The Bernie Sanders Reader
-Outsider in the House
-The Speech: A Historic Filibuster on Corporate Greed and the Decline of Our Middle Class
-Bernie
-Bernie Sanders In His Own Words
-The Essential Bernie Sanders and his Vision for America
-Outsider in the White House
They say that one should not discuss sex, politics, and religion in polite company. Well, I already broke the rule by reviewing Buddhist books and books by Buddhist writers earlier. So, yes, I’m going to occasionally review books of a political nature, starting with this Bernie Sanders collection.
The videos and photos were taken at a Bernie Sanders presidential campaign rally at Eastern Michigan University in Ypsilanti, MI on February 15, 2016, and at the Macomb County Community College in Warren, MI on March 5, 2016. The EMU Convocation Center seats 9,000, and Bernie spoke to a capacity 9,394 crowd on this Monday afternoon, and between 3,000-4,000 (by my estimates) in Warren.
And, in full disclosure, I am supporting Bernie Sanders’ campaign for United States President. All that said, on to the books.
Starting with Ted Rall’s book, Bernie (Seven Stories Press, 2016) because it is the most recent book I’ve read. Rall not only reveals Bernie’s personal story, but how the Democratic Party moved to the right since the 1972 landslide victory of Richard Nixon over George McGovern. This move away from the progressives, coupled with Reagan’s trickle-down economics, resulted in policies which grew the military industrial complex, shipped manufacturing jobs overseas, depressed middle class wages, increased incarceration and prison-building, and removed restrictions on Wall Street and banks. The Democrats kept progressives at bay, providing a lesser-of-two-evils choice for their vote. Then Rall gets into Sanders’ personal history, wrapping up with how Sanders offers the progressive wing of the party a legitimate voice during this year’s campaign. This well-researched and reasoned book comes in a condensed form at a time when many who may not know about Bernie Sanders can quickly understand his origins and how so many, like myself, have come to rally for the Independent Senator from Vermont to create a country for We, the People, instead of for the corporations and wealthy.
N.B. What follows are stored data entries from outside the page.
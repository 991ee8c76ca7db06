//! 统一错误处理 for AlgoTrace
//!
//! 算法引擎本身不返回错误：无法满足的输入（例如模式串比文本长）会得到空轨迹。
//! 错误只出现在边界上：图的构造与校验、算法请求的参数检查、配置加载、
//! Huffman 解码，以及自动播放所需的运行时。
//!
//! 统一的返回类型是 `VizResult<T>`。

use thiserror::Error;

/// 统一的错误类型
#[derive(Error, Debug)]
pub enum VizError {
    #[error("invalid graph: {0}")]
    InvalidGraph(String),

    #[error("vertex {vertex} out of range for graph with {vertex_count} vertices")]
    VertexOutOfRange { vertex: usize, vertex_count: usize },

    #[error("invalid parameter: {0}")]
    InvalidParameter(String),

    #[error("decode error: {0}")]
    Decode(String),

    #[error("config error: {0}")]
    Config(String),

    #[error("IO error: {0}")]
    Io(#[from] std::io::Error),

    #[error("serialization error: {0}")]
    Serialization(String),

    #[error("runtime error: {0}")]
    Runtime(String),
}

/// 统一的结果类型
pub type VizResult<T> = Result<T, VizError>;

impl From<toml::de::Error> for VizError {
    fn from(err: toml::de::Error) -> Self {
        VizError::Config(err.to_string())
    }
}

impl From<toml::ser::Error> for VizError {
    fn from(err: toml::ser::Error) -> Self {
        VizError::Serialization(err.to_string())
    }
}

impl From<serde_json::Error> for VizError {
    fn from(err: serde_json::Error) -> Self {
        VizError::Serialization(err.to_string())
    }
}

#[cfg(test)]
mod tests {
    use super::*;

    #[test]
    fn test_vertex_out_of_range_message() {
        let err = VizError::VertexOutOfRange {
            vertex: 7,
            vertex_count: 3,
        };
        assert_eq!(
            err.to_string(),
            "vertex 7 out of range for graph with 3 vertices"
        );
    }

    #[test]
    fn test_io_error_conversion() {
        let io = std::io::Error::new(std::io::ErrorKind::NotFound, "missing");
        let err: VizError = io.into();
        assert!(matches!(err, VizError::Io(_)));
    }

    #[test]
    fn test_json_error_conversion() {
        let parse = serde_json::from_str::<serde_json::Value>("{not json")
            .expect_err("Parsing should fail in test");
        let err: VizError = parse.into();
        assert!(matches!(err, VizError::Serialization(_)));
    }
}
//! 回放模块
//!
//! 与算法无关：任何步骤类型的轨迹都可以交给控制器逐步浏览或自动播放。

pub mod controller;
pub mod state;

pub use controller::{PlaybackController, MIN_TICK_INTERVAL};
pub use state::{Playback, PlaybackPhase, PlaybackPosition};
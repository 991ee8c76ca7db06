//! 集成测试共享工具模块
//!
//! 用固定种子的随机数生成图和字符串，保证每次运行的输入相同

#![allow(dead_code)]

use algotrace::core::{Edge, Graph};
use rand::rngs::StdRng;
use rand::{Rng, SeedableRng};
use std::collections::HashSet;

pub const SEED: u64 = 0x5EED_A160;

pub fn rng(offset: u64) -> StdRng {
    StdRng::seed_from_u64(SEED + offset)
}

/// 连通无向图：先随机生成一棵生成树，再补充额外的边
///
/// 同一对顶点之间最多一条边。
pub fn connected_graph(rng: &mut StdRng, vertex_count: usize, extra_edges: usize, max_weight: i64) -> Graph {
    let mut pairs = HashSet::new();
    let mut edges = Vec::new();

    for vertex in 1..vertex_count {
        let parent = rng.gen_range(0..vertex);
        pairs.insert((parent, vertex));
        edges.push(Edge::new(parent, vertex, rng.gen_range(0..=max_weight)));
    }

    for _ in 0..extra_edges {
        let a = rng.gen_range(0..vertex_count);
        let b = rng.gen_range(0..vertex_count);
        let pair = (a.min(b), a.max(b));
        if a == b || !pairs.insert(pair) {
            continue;
        }
        edges.push(Edge::new(a, b, rng.gen_range(0..=max_weight)));
    }

    Graph::new(vertex_count, edges).expect("Generated graph should be valid in test")
}

/// 同一张无向图的有向版本：每条边拆成两个方向
pub fn symmetric_directed(graph: &Graph) -> Graph {
    let edges = graph
        .edges()
        .iter()
        .flat_map(|e| [Edge::new(e.from, e.to, e.weight), Edge::new(e.to, e.from, e.weight)])
        .collect();
    Graph::new(graph.vertex_count(), edges).expect("Directed graph should be valid in test")
}

/// 带负权的有向无环图：边只从小编号指向大编号，因此不存在环
pub fn signed_dag(rng: &mut StdRng, vertex_count: usize, edge_chance: f64) -> Graph {
    let mut edges = Vec::new();
    for from in 0..vertex_count {
        for to in (from + 1)..vertex_count {
            if rng.gen_bool(edge_chance) {
                edges.push(Edge::new(from, to, rng.gen_range(-10..=20)));
            }
        }
    }
    Graph::new(vertex_count, edges).expect("Generated DAG should be valid in test")
}

pub fn random_text(rng: &mut StdRng, alphabet: &[char], len: usize) -> String {
    (0..len)
        .map(|_| alphabet[rng.gen_range(0..alphabet.len())])
        .collect()
}

/// 朴素的参考实现，直接比较每个窗口
pub fn reference_matches(text: &str, pattern: &str) -> Vec<usize> {
    let text: Vec<char> = text.chars().collect();
    let pattern: Vec<char> = pattern.chars().collect();
    if pattern.is_empty() || pattern.len() > text.len() {
        return Vec::new();
    }
    (0..=text.len() - pattern.len())
        .filter(|&start| text[start..start + pattern.len()] == pattern[..])
        .collect()
}

/// 六个顶点的示例图
pub fn sample_graph() -> Graph {
    Graph::from_triples(
        6,
        &[
            (0, 1, 4),
            (0, 2, 2),
            (1, 2, 1),
            (1, 3, 5),
            (2, 3, 8),
            (2, 4, 10),
            (3, 4, 2),
            (3, 5, 6),
            (4, 5, 3),
        ],
    )
    .expect("Sample graph should be valid in test")
}
//! AlgoTrace - step-by-step execution traces for classical algorithms
//!
//! Nine engines (Dijkstra, Bellman-Ford, Floyd-Warshall, Kruskal, Prim, naive
//! matching, KMP, Rabin-Karp and Huffman coding) each run to completion and
//! return an immutable trace of state snapshots. A playback controller then
//! lets a renderer step through, seek, or auto-play any trace.

pub mod config;
pub mod core;
pub mod services;
pub mod utils;

pub use crate::config::Config;
pub use crate::core::{Distance, Edge, Graph, Trace, TraceStep, VizError, VizResult};
pub use crate::services::{run_algorithm, AlgorithmRequest, AlgorithmTrace, PlaybackController};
The Speech: A Historic Filibuster on Corporate Greed and the Decline of Our Middle Class (Nation Books, 2011) is the verbatim, eight-and-a-half hour, 255-page speech Senator Bernie Sanders delivered on the floor of the US Senate on December 10, 2010, to filibuster a tax bill that President Obama and Republicans agreed to which would cut taxes for the rich, once more. It was an epic moment, with President Obama calling a press conference to draw attention away from the marathon recitation by Senator Sanders. This is not a filibuster in which the Senator read the phone book or other time-killing trivial matters, but a full-on rant on how these tax breaks would widen the gap between the wealthy and the rest of us, on corporate greed, and money in politics, and how it all has had a negative impact on the citizens of this country.
Bernie Sanders : In His Own Words (Skyhorse Publishing, 2015) is a collection of Bernie Sanders quotes on a variety of topics such as the Economy, Jobs and Wealth Distribution, the Environment, Equality, Health Care, Criminal Justice, and more, compiled by Chamois Holschuh, with illustrations by Walker Bragman.
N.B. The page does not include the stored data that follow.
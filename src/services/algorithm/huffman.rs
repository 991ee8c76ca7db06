//! Huffman 编码
//!
//! 节点存放在按下标寻址的数组（arena）里，每个内部节点只记录两个子节点的下标。
//! 构建时不用堆：每次合并后对剩余节点做一次稳定排序，再取最前面的两个，
//! 所以同频率节点的先后由当前集合顺序决定。

use log::debug;
use serde::Serialize;
use std::collections::{BTreeMap, HashMap};
use std::sync::Arc;

use crate::core::{Trace, TraceRecorder, TraceStep, VizError, VizResult};

/// 节点在 arena 中的下标
pub type NodeId = usize;

/// Huffman 树节点
#[derive(Debug, Clone, PartialEq, Eq, Serialize)]
pub struct HuffmanNode {
    pub id: NodeId,
    #[serde(skip_serializing_if = "Option::is_none")]
    pub symbol: Option<char>,
    pub frequency: usize,
    #[serde(skip_serializing_if = "Option::is_none")]
    pub left: Option<NodeId>,
    #[serde(skip_serializing_if = "Option::is_none")]
    pub right: Option<NodeId>,
}

impl HuffmanNode {
    pub fn is_leaf(&self) -> bool {
        self.left.is_none() && self.right.is_none()
    }
}

#[derive(Debug, Clone, Copy, PartialEq, Eq, Serialize)]
#[serde(rename_all = "snake_case")]
pub enum HuffmanAction {
    Initialize,
    Merge,
    Complete,
}

/// Huffman 构建过程的步骤快照
#[derive(Debug, Clone, PartialEq, Eq, Serialize)]
pub struct HuffmanStep {
    pub index: usize,
    pub description: String,
    pub action: HuffmanAction,
    /// 到此为止创建的全部节点
    pub nodes: Arc<[HuffmanNode]>,
    /// 当前森林中各棵树的根，按集合顺序
    pub forest: Vec<NodeId>,
    /// 本步合并的 (左, 右, 新节点)
    #[serde(skip_serializing_if = "Option::is_none")]
    pub merged: Option<(NodeId, NodeId, NodeId)>,
    #[serde(skip_serializing_if = "Option::is_none")]
    pub codes: Option<BTreeMap<char, String>>,
    #[serde(skip_serializing_if = "Option::is_none")]
    pub encoded: Option<String>,
}

impl TraceStep for HuffmanStep {
    fn index(&self) -> usize {
        self.index
    }

    fn description(&self) -> &str {
        &self.description
    }
}

/// 一次编码的全部产物
#[derive(Debug, Clone, Serialize)]
pub struct HuffmanOutcome {
    pub trace: Trace<HuffmanStep>,
    /// 字符频率，按首次出现的顺序
    pub frequencies: Vec<(char, usize)>,
    pub codes: BTreeMap<char, String>,
    pub encoded: String,
    #[serde(skip)]
    nodes: Vec<HuffmanNode>,
    #[serde(skip)]
    root: Option<NodeId>,
}

impl HuffmanOutcome {
    fn empty() -> Self {
        Self {
            trace: Trace::empty(),
            frequencies: Vec::new(),
            codes: BTreeMap::new(),
            encoded: String::new(),
            nodes: Vec::new(),
            root: None,
        }
    }

    /// 原文按每字符 8 位计算的长度
    pub fn original_bits(&self) -> usize {
        self.frequencies.iter().map(|(_, count)| count * 8).sum()
    }

    pub fn compressed_bits(&self) -> usize {
        self.encoded.len()
    }

    /// 沿树解码比特串
    pub fn decode(&self, bits: &str) -> VizResult<String> {
        let root_id = self
            .root
            .ok_or_else(|| VizError::Decode("no code table: input text was empty".to_string()))?;
        let root = &self.nodes[root_id];

        let mut decoded = String::new();
        if let Some(symbol) = root.symbol.filter(|_| root.is_leaf()) {
            for (position, bit) in bits.chars().enumerate() {
                if bit != '0' {
                    return Err(VizError::Decode(format!(
                        "unexpected bit '{}' at position {}",
                        bit, position
                    )));
                }
                decoded.push(symbol);
            }
            return Ok(decoded);
        }

        let mut current = root;
        for (position, bit) in bits.chars().enumerate() {
            let next = match bit {
                '0' => current.left,
                '1' => current.right,
                other => {
                    return Err(VizError::Decode(format!(
                        "unexpected bit '{}' at position {}",
                        other, position
                    )))
                }
            };
            let next_id = next.ok_or_else(|| {
                VizError::Decode(format!("no branch for bit at position {}", position))
            })?;
            current = &self.nodes[next_id];

            if current.is_leaf() {
                if let Some(symbol) = current.symbol {
                    decoded.push(symbol);
                }
                current = root;
            }
        }

        if !std::ptr::eq(current, root) {
            return Err(VizError::Decode(
                "bit string ends in the middle of a code".to_string(),
            ));
        }
        Ok(decoded)
    }
}

/// Huffman 编码结构体
pub struct Huffman;

struct Builder {
    nodes: Vec<HuffmanNode>,
    forest: Vec<NodeId>,
}

impl Builder {
    fn snapshot(
        &self,
        index: usize,
        action: HuffmanAction,
        description: String,
        merged: Option<(NodeId, NodeId, NodeId)>,
    ) -> HuffmanStep {
        HuffmanStep {
            index,
            description,
            action,
            nodes: Arc::from(self.nodes.clone()),
            forest: self.forest.clone(),
            merged,
            codes: None,
            encoded: None,
        }
    }

    fn push(
        &mut self,
        symbol: Option<char>,
        frequency: usize,
        left: Option<NodeId>,
        right: Option<NodeId>,
    ) -> NodeId {
        let id = self.nodes.len();
        self.nodes.push(HuffmanNode {
            id,
            symbol,
            frequency,
            left,
            right,
        });
        id
    }

    fn sort_forest(&mut self) {
        let nodes = &self.nodes;
        self.forest.sort_by_key(|&id| nodes[id].frequency);
    }

    fn label(&self, id: NodeId) -> String {
        let node = &self.nodes[id];
        match node.symbol {
            Some(symbol) => format!("'{}':{}", symbol, node.frequency),
            None => node.frequency.to_string(),
        }
    }

    /// 前序遍历分配编码：左 0 右 1，空编码记为 "0"
    fn assign_codes(&self, id: NodeId, prefix: &mut String, codes: &mut BTreeMap<char, String>) {
        let node = &self.nodes[id];
        if node.is_leaf() {
            if let Some(symbol) = node.symbol {
                let code = if prefix.is_empty() {
                    "0".to_string()
                } else {
                    prefix.clone()
                };
                codes.insert(symbol, code);
            }
            return;
        }

        for (bit, child) in [('0', node.left), ('1', node.right)] {
            if let Some(child) = child {
                prefix.push(bit);
                self.assign_codes(child, prefix, codes);
                prefix.pop();
            }
        }
    }
}

impl Huffman {
    /// 字符频率，按首次出现的顺序
    pub fn frequencies(text: &str) -> Vec<(char, usize)> {
        let mut order: Vec<(char, usize)> = Vec::new();
        let mut positions: HashMap<char, usize> = HashMap::new();
        for symbol in text.chars() {
            match positions.get(&symbol) {
                Some(&position) => order[position].1 += 1,
                None => {
                    positions.insert(symbol, order.len());
                    order.push((symbol, 1));
                }
            }
        }
        order
    }

    /// 构建 Huffman 树并生成轨迹、编码表和编码结果；空文本得到空结果
    pub fn run(text: &str) -> HuffmanOutcome {
        if text.is_empty() {
            return HuffmanOutcome::empty();
        }

        let frequencies = Self::frequencies(text);
        let mut recorder = TraceRecorder::new();
        let mut builder = Builder {
            nodes: Vec::with_capacity(frequencies.len() * 2),
            forest: Vec::with_capacity(frequencies.len()),
        };

        for &(symbol, count) in &frequencies {
            let id = builder.push(Some(symbol), count, None, None);
            builder.forest.push(id);
        }
        builder.sort_forest();

        recorder.record(|index| {
            let leaves: Vec<String> = builder.forest.iter().map(|&id| builder.label(id)).collect();
            builder.snapshot(
                index,
                HuffmanAction::Initialize,
                format!(
                    "Create {} leaf nodes sorted by frequency: [{}]",
                    leaves.len(),
                    leaves.join(", ")
                ),
                None,
            )
        });

        while builder.forest.len() > 1 {
            let left = builder.forest.remove(0);
            let right = builder.forest.remove(0);
            let sum = builder.nodes[left].frequency + builder.nodes[right].frequency;
            let parent = builder.push(None, sum, Some(left), Some(right));
            builder.forest.push(parent);
            builder.sort_forest();

            recorder.record(|index| {
                builder.snapshot(
                    index,
                    HuffmanAction::Merge,
                    format!(
                        "Merge the two lowest nodes {} and {} into a node with frequency {}",
                        builder.label(left),
                        builder.label(right),
                        sum
                    ),
                    Some((left, right, parent)),
                )
            });
        }

        let root = builder.forest.first().copied();
        let mut codes = BTreeMap::new();
        if let Some(root) = root {
            builder.assign_codes(root, &mut String::new(), &mut codes);
        }

        let encoded: String = text
            .chars()
            .filter_map(|symbol| codes.get(&symbol).map(String::as_str))
            .collect();

        recorder.record(|index| {
            let table: Vec<String> = codes
                .iter()
                .map(|(symbol, code)| format!("'{}'={}", symbol, code))
                .collect();
            HuffmanStep {
                codes: Some(codes.clone()),
                encoded: Some(encoded.clone()),
                ..builder.snapshot(
                    index,
                    HuffmanAction::Complete,
                    format!(
                        "Huffman tree complete; codes: {}; encoded length {} bits",
                        table.join(", "),
                        encoded.len()
                    ),
                    None,
                )
            }
        });

        debug!(
            "Huffman coding of {} symbols ({} distinct) produced {} steps, {} bits",
            text.chars().count(),
            frequencies.len(),
            recorder.len(),
            encoded.len()
        );

        HuffmanOutcome {
            trace: recorder.finish(),
            frequencies,
            codes,
            encoded,
            nodes: builder.nodes,
            root,
        }
    }
}
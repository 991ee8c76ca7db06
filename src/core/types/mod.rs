//! 核心数据类型

pub mod distance;
pub mod graph;
pub mod trace;

pub use distance::Distance;
pub use graph::{Edge, Graph, Neighbor, PATH_WEIGHT_LIMIT};
pub use trace::{Trace, TraceRecorder, TraceStep};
For something a little deeper into the political platform and philosophy of governance, then The Essential Bernie Sanders and his Vision for America (Chelsea Green Publishing, 2015) by Jonathan Tasini is what you’re looking for. Again, each chapter is broken down topically based on the issues. Tasini explains, in the Preface that…
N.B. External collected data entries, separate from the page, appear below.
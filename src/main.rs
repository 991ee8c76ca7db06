use clap::{Parser, ValueEnum};
use log::info;
use std::fs;
use std::path::{Path, PathBuf};

// 导入库模块
use algotrace::config::{Config, PlaybackConfig};
use algotrace::core::{Trace, TraceStep, VizResult};
use algotrace::services::{
    run_algorithm_with, AlgorithmRequest, AlgorithmTrace, PlaybackController, PlaybackPhase,
};
use algotrace::utils::logging;

#[derive(Debug, Clone, Copy, PartialEq, Eq, ValueEnum)]
enum OutputFormat {
    Json,
    Text,
}

#[derive(Parser)]
#[command(version, author = "AlgoTrace Contributors", about = "Algorithm execution traces")]
enum Cli {
    /// Run an algorithm request and print its trace
    Run {
        #[arg(short, long)]
        input: PathBuf,
        #[arg(short, long, value_enum, default_value_t = OutputFormat::Text)]
        format: OutputFormat,
        #[arg(short, long)]
        config: Option<PathBuf>,
    },
    /// Run an algorithm request and auto-play its trace
    Play {
        #[arg(short, long)]
        input: PathBuf,
        #[arg(short, long)]
        config: Option<PathBuf>,
    },
    /// Write the default configuration file
    InitConfig {
        #[arg(short, long, default_value = "algotrace.toml")]
        output: PathBuf,
    },
}

fn load_config(path: Option<&Path>) -> VizResult<Config> {
    match path {
        Some(path) => Config::load(path),
        None => Ok(Config::default()),
    }
}

fn load_request(path: &Path) -> VizResult<AlgorithmRequest> {
    let content = fs::read_to_string(path)?;
    AlgorithmRequest::from_json(&content)
}

fn print_text(trace: &AlgorithmTrace) {
    if trace.is_empty() {
        println!("(empty trace: input cannot be satisfied)");
        return;
    }
    for (index, description) in trace.descriptions() {
        println!("{:>4}. {}", index, description);
    }
    if let AlgorithmTrace::Huffman(outcome) = trace {
        println!();
        for (symbol, code) in &outcome.codes {
            println!("  {:?}: {}", symbol, code);
        }
        println!(
            "  {} bits -> {} bits",
            outcome.original_bits(),
            outcome.compressed_bits()
        );
    }
}

fn print_step<S>(controller: &PlaybackController<S>, total: usize)
where
    S: TraceStep + Send + Sync + 'static,
{
    controller.with_current_step(|step| {
        if let Some(step) = step {
            println!("[{}/{}] {}", step.index(), total, step.description());
        }
    });
}

async fn play<S>(trace: Trace<S>, config: &PlaybackConfig) -> VizResult<()>
where
    S: TraceStep + Send + Sync + 'static,
{
    let controller = PlaybackController::from_config(config);
    let mut updates = controller.subscribe();
    controller.load(trace);
    if controller.is_empty() {
        println!("(empty trace: input cannot be satisfied)");
        return Ok(());
    }

    let total = controller.len();
    let mut printed = updates.borrow_and_update().index;
    print_step(&controller, total);

    if !controller.start_auto_play()? {
        return Ok(());
    }
    while updates.changed().await.is_ok() {
        let position = *updates.borrow_and_update();
        if position.index != printed {
            printed = position.index;
            print_step(&controller, total);
        }
        if position.phase != PlaybackPhase::Playing {
            break;
        }
    }
    Ok(())
}

#[tokio::main]
async fn main() -> Result<(), Box<dyn std::error::Error>> {
    let cli = Cli::parse();

    match cli {
        Cli::Run {
            input,
            format,
            config,
        } => {
            let config = load_config(config.as_deref())?;
            logging::init(&config.log)?;

            let request = load_request(&input)?;
            info!("Running {} from {}", request.name(), input.display());
            let trace = run_algorithm_with(request, &config.rabin_karp)?;
            match format {
                OutputFormat::Json => println!("{}", trace.to_json()?),
                OutputFormat::Text => print_text(&trace),
            }
            logging::shutdown();
        }
        Cli::Play { input, config } => {
            let config = load_config(config.as_deref())?;
            logging::init(&config.log)?;

            let request = load_request(&input)?;
            info!("Playing {} from {}", request.name(), input.display());
            let playback = &config.playback;
            match run_algorithm_with(request, &config.rabin_karp)? {
                AlgorithmTrace::ShortestPath(trace) => play(trace, playback).await?,
                AlgorithmTrace::AllPairs(trace) => play(trace, playback).await?,
                AlgorithmTrace::Mst(trace) => play(trace, playback).await?,
                AlgorithmTrace::Match(trace) => play(trace, playback).await?,
                AlgorithmTrace::Huffman(outcome) => play(outcome.trace, playback).await?,
            }
            logging::shutdown();
        }
        Cli::InitConfig { output } => {
            Config::default().save(&output)?;
            println!("Default configuration written to {}", output.display());
        }
    }

    Ok(())
}
// 工具模块 - 仅用于导出各个子模块，不包含具体实现

// 日志模块
pub mod logging;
(t)he goal of this book is to present to the country, in a succinct way, Bernie’s authenticity and his accomplishments, a vision that he believes is a winning agenda because it exactly reflects, whatever labels one sticks on the messenger, the desires and beliefs of a majority of people.
On the shelves of your local bookstore you should be able to find Outsider in the White House (Verso, 2015) by Bernie Sanders with Huck Gutman. It is an updated edition of the 1997 Verso autobiography of Sanders, Outsider in the House. Here, the Independent Senator from Vermont tells his life story. The new material is an afterword written by John Nichols, Outsider in the Presidential Race.
Avoiding books on religion, politics, and sex is shunning a multitude of thoughts and ideas that inspire and guide us in the practice of life. Choosing to ignore the discussion of them does a disservice to the exchange of ideas. I’m sure there will be more future books on religion and politics on this site. And maybe some sex, too. Why not hit the trifecta, eh?